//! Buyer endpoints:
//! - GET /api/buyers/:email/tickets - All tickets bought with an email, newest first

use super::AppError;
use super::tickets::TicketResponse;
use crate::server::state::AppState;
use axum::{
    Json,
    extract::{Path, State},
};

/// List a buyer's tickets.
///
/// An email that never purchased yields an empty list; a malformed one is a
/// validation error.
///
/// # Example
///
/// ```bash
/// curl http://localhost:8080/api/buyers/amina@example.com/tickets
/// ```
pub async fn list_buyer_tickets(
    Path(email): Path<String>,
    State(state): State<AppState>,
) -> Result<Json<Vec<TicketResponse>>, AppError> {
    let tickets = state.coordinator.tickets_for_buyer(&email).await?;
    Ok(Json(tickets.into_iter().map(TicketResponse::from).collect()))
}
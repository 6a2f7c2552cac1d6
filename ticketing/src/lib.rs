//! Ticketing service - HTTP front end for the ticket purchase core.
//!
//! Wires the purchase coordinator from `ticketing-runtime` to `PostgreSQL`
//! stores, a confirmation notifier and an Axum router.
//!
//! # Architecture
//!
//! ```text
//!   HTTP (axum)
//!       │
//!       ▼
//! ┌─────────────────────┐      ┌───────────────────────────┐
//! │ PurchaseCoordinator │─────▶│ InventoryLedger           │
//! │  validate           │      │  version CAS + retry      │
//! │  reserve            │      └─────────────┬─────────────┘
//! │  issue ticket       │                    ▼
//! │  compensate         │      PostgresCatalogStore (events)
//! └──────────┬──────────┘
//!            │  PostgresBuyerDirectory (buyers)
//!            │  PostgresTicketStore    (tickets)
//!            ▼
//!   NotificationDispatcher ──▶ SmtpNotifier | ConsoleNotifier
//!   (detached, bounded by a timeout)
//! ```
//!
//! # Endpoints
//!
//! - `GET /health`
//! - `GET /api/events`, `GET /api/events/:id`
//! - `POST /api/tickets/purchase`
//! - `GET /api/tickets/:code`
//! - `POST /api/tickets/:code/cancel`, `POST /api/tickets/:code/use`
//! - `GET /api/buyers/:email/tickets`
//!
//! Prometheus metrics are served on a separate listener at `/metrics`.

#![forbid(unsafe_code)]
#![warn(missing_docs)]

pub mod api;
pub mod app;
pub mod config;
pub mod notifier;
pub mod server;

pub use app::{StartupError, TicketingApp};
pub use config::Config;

## WHAT NEEDS TO BE DONE:
Which of the lines above hold the string "from"? Pick each of them out.

## EXERCISE SOLUTION:
    Ok(Json(tickets.into_iter().map(TicketResponse::from).collect()))
//! Wires the purchase coordinator from `ticketing-runtime` to `PostgreSQL`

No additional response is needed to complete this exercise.